What is expected —
Could you report every line from the entries that includes the word "internal"?

(Saved data entries)
════════
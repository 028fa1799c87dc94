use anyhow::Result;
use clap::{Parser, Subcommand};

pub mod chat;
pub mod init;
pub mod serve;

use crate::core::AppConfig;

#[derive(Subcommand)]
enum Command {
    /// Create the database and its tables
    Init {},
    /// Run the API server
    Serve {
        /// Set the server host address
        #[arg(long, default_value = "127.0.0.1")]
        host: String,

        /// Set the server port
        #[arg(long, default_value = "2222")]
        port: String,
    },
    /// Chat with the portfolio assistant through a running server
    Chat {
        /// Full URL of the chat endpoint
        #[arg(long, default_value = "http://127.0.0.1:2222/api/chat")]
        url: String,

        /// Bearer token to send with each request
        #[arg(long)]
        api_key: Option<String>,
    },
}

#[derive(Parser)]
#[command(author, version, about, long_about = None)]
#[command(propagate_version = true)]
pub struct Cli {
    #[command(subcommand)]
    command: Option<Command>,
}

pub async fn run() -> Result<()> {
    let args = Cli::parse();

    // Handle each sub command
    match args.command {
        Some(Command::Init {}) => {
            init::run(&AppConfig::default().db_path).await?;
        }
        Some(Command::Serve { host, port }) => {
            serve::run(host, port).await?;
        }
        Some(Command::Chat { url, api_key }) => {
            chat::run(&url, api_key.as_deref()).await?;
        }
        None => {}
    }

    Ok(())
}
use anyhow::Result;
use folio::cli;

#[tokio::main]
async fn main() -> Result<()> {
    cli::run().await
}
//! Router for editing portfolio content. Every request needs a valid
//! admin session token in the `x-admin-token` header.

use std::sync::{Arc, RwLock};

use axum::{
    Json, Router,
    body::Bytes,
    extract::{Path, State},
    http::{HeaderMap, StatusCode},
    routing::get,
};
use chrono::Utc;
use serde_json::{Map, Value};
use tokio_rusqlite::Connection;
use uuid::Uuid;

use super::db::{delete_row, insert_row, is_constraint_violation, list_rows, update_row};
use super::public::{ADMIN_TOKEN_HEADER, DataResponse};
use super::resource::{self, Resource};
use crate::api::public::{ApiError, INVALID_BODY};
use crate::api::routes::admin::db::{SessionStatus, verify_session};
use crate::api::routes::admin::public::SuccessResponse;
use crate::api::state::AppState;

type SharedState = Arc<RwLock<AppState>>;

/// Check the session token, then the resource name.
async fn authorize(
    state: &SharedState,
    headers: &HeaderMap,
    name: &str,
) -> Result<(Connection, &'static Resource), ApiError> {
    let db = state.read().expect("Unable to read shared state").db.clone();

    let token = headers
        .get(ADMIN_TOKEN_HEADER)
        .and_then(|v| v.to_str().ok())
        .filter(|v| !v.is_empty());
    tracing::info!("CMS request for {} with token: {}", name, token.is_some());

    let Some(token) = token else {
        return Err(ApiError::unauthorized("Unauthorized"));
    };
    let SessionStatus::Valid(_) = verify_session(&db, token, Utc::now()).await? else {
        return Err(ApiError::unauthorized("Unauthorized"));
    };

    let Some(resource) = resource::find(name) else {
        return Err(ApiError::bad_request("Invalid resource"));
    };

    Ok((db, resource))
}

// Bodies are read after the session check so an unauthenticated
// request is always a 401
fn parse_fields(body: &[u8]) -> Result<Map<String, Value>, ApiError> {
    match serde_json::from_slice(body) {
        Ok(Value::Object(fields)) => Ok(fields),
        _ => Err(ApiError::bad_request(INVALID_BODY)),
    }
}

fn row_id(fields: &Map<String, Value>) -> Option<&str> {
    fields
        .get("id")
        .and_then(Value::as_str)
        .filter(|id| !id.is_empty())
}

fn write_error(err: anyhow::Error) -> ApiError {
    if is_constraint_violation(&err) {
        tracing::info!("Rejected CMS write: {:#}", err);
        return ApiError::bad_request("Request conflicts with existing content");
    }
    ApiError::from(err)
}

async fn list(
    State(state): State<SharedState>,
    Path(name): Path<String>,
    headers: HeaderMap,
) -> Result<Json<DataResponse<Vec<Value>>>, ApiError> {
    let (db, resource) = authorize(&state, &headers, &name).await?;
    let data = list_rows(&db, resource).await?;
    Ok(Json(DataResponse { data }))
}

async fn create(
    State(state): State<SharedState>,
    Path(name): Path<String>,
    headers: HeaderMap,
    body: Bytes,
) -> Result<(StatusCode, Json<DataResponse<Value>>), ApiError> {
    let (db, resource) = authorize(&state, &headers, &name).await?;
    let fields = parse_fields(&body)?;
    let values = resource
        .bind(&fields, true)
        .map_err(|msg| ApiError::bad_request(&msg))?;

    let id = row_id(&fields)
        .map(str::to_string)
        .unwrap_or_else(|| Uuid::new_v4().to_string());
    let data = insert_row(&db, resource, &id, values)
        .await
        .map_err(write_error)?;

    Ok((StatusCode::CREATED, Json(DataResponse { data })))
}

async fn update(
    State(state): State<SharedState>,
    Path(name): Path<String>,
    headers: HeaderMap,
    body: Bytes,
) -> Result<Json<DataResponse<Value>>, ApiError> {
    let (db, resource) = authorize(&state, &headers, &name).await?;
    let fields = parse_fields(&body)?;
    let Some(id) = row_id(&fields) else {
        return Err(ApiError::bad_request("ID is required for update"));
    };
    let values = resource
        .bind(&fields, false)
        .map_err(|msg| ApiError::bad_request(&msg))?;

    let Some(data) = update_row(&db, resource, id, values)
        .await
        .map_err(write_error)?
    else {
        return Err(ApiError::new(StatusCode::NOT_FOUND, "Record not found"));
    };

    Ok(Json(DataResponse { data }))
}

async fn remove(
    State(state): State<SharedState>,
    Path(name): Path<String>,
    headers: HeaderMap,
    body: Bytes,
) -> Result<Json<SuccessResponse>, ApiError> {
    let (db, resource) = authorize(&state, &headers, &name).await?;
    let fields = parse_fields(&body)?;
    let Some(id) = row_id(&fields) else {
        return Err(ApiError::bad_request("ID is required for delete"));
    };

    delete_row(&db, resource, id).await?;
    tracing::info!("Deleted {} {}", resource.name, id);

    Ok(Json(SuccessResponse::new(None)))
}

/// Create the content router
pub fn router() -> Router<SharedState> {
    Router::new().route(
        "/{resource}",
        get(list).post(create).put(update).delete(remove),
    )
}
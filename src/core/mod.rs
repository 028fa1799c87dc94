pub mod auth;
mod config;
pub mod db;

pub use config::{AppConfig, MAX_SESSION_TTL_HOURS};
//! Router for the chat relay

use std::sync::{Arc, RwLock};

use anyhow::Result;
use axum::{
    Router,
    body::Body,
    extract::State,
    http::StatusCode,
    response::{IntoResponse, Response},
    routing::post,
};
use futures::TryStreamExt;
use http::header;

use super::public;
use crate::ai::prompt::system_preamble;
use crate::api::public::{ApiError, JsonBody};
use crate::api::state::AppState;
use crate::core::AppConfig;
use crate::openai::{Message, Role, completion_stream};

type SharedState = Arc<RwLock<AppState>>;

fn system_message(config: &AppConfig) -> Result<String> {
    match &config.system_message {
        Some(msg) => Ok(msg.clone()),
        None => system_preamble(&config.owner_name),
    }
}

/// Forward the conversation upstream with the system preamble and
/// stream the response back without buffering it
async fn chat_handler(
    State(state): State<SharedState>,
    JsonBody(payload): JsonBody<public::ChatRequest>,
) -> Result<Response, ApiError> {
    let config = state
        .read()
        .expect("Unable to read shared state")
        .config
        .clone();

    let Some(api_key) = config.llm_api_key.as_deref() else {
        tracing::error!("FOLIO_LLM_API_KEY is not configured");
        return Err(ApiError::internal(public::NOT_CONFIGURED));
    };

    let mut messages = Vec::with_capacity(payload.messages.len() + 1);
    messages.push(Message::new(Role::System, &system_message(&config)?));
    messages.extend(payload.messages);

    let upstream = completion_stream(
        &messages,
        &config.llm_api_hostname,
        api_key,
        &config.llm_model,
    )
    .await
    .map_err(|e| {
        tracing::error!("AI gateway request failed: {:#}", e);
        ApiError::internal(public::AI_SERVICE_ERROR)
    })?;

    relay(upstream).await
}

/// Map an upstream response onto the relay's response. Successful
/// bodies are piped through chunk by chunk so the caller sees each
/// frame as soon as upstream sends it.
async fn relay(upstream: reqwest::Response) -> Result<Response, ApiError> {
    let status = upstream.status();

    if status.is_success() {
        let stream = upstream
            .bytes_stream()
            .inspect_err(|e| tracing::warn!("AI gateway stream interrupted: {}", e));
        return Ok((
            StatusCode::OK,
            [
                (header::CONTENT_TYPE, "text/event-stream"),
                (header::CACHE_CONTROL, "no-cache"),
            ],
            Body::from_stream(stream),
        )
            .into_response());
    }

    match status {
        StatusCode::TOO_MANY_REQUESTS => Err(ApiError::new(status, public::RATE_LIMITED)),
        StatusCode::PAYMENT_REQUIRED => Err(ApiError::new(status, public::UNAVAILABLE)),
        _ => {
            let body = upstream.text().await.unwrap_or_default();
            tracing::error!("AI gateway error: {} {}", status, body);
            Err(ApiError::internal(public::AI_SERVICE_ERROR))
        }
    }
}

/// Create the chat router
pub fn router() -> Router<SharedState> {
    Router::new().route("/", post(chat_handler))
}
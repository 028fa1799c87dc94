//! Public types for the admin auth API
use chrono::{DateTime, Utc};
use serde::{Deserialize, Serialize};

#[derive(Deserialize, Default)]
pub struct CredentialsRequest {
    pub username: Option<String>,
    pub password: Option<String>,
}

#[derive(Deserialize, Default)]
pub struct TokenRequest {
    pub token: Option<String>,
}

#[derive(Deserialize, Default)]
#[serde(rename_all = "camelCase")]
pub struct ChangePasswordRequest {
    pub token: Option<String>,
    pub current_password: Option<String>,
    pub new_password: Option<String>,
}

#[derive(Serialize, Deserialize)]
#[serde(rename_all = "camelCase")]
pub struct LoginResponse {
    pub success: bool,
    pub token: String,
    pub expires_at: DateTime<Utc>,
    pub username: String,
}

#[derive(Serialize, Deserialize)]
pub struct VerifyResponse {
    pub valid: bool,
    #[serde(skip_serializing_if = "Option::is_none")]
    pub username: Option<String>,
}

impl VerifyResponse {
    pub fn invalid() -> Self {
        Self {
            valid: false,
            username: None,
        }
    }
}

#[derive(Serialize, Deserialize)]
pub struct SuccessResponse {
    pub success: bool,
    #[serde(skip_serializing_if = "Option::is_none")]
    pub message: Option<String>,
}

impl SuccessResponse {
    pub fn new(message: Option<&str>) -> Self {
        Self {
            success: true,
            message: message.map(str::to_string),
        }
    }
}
════════
Answer area —
        return Err(ApiError::internal(public::NOT_CONFIGURED));
        ApiError::internal(public::AI_SERVICE_ERROR)
            Err(ApiError::internal(public::AI_SERVICE_ERROR))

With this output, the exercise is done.